El mundo de la cocina ha crecido de tal manera en los últimos años de España que ocupa la extensión de un océano. Ya no olemos a ajo, que escribió el francés desdeñoso, sino que se ve y se oye con gusto y grandes emociones el estirón geométrico que hemos dado en el adictivo y muy sofisticado universo de eso que llamamos restauración.

En esto si que hemos cambiado. No nos reconocería la madre que nos parió y menos aún tía Encarnación. No necesitamos datos precisos para confirmar que el vasto mundo del fogón se convierte en una seña de identidad propia y una más que probada salida empresarial y laboral. A España ya no vienen forasteros solo por aquello del sol, la simpatía, paellas y sangrías; cada día acude más personal por el gusto de comer. Algunos llegan a escribir que el 15% de quienes nos visitan lo hacen atraídos por la golilla de nuestras viandas. No obstante, se me antoja que parecen demasiados doce millones los enganchados por nuestros chefs. Pero estoy seguro que son muchos más los que llegan atraídos por nuestros menús que por la oferta cultural.

Es seguro que no hemos alcanzado a identificarnos con la excelencia, el gusto y la sofisticación que distinguen a Francia, y puede que nunca lleguemos a ser tan sabios como los italianos que convierten toda arcilla en la más fina de las porcelanas; pero ahora somos más numerosos los españoles que emprendemos la carrera de la diferencia, la variedad, la calidad y la osadía. A pesar del éxito de Master Chef, y que los buscadores de google te sirven las mismas recetas de ordinario, lo cierto es que estamos creciendo y experimentando en mares más profundos que ningún otro país de la tierra.

La competencia y el desparpajo se observan en la lujuriosa oferta de ciudades como Madrid, Barcelona, Sevilla, San Sebastián, Bilbao.... Pero me detengo ahora en Madrid: ojo, una ciudad que pone de moda en Europa la movilidad enorme y barata de decenas de miles de jóvenes del continente, y más allá, porque sencillamente le cae bien. La almendra de la capital viene siendo transformada de manera vertiginosa por una ambición llamada "comida and risas" que transforma sus locales comerciales a la velocidad de un decorado teatral.

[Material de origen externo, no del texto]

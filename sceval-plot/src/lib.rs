//! SVG charts for single-cell evaluation results.
//!
//! Every renderer returns the SVG document as a `String`; [`save_svg`] writes
//! one to disk.
//!
//! - **Line charts** — [`silhouette_plot_svg`], [`sweep_plot_svg`],
//!   [`loss_plot_svg`]
//! - **Heatmaps** — [`confusion_heatmap_svg`], [`render_cluster_quality`]

pub mod heatmap;
pub mod line;

use std::path::Path;

use sceval_core::{Result, SceError};
use tracing::debug;

pub use heatmap::{confusion_heatmap_svg, render_cluster_quality, HeatmapConfig};
pub use line::{loss_plot_svg, silhouette_plot_svg, sweep_plot_svg, LinePlotConfig};

/// Write a rendered SVG document to `path`.
pub fn save_svg(path: impl AsRef<Path>, svg: &str) -> Result<()> {
    let path = path.as_ref();
    std::fs::write(path, svg)?;
    debug!(path = %path.display(), bytes = svg.len(), "wrote chart");
    Ok(())
}

pub(crate) fn plot_err(e: impl std::fmt::Display) -> SceError {
    SceError::Plot(e.to_string())
}

#[cfg(test)]
mod tests {
    use super::*;

    #[test]
    fn save_svg_writes_file() {
        let dir = tempfile::tempdir().unwrap();
        let path = dir.path().join("loss.svg");
        let svg = loss_plot_svg(&[3.0, 2.0, 1.5], &LinePlotConfig::loss()).unwrap();
        save_svg(&path, &svg).unwrap();
        let written = std::fs::read_to_string(&path).unwrap();
        assert_eq!(written, svg);
    }

    #[test]
    fn save_svg_missing_dir_is_io_error() {
        let dir = tempfile::tempdir().unwrap();
        let path = dir.path().join("no_such_dir").join("x.svg");
        let err = save_svg(&path, "<svg/>").unwrap_err();
        assert!(matches!(err, SceError::Io(_)));
    }
}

Todos compiten contra todos, y allí donde el azar o el dinero derrama una lágrima de oro crece la sorpresa. Aquí, como ocurriera antaño con cantaores y otros artistas, llegan todos a probarse y demostrar su talla. Se ofrecen todo tipo de exhibiciones, competencias y modas. Una de la últimas olas que ha rozado mi curiosidad se llama restaurantes andaluces y, más concretamente: algunas dignisimas apuestas de jóvenes gaditanos.

Uno de los primeros restaurantes que me llamó la atención es Bache (Rodríguez san Pedro, 2), un esfuerzo  del joven cocinero Alejandro Alcántara, que nos trae su Cádiz en forma de ensaladilla de buey de mar o gyozas de carrillada ibérica (y también algún tinto curioso de esa tierra de no tintos que es nuestro sur, con permiso de algunas gemas que de vez en cuando se hallan en las hondonadas granadinas). Lambuzo, (Ponzano, 8) ya tiene dos locales en Madrid. Sabor a Cádiz en pequeñas raciones, mucho ruido y guasa la justa porque no puedes dejar de disfrutar con raciones como los cigarritos de langostinos y albahaca.

Y termino. Anoto un tercero: Kulto (Ibiza 4): la celebración del atún más atinada que he conocido en Madrid en un restaurante que es necesario dar patadas para entrar en él. Acierto en la calidad y en las salsas ligeras que rozan lo exquisito.

Si, Andalucia ya no sólo pescaito frito, salmorejo, ibérico y fino; se acompaña en crecida de un festival de sabores nuevos que manan de sus fuentes tradicionales: mar, matanza, aceite, el fino que destila el sol y los milenios de hombres de campo que comen en las besanas. No hay que perderse La Malaje (Relatores, 20) el restaurante de un cordobés que sería el nuevo lujo de Madrid si los españoles fuéramos chovinistas.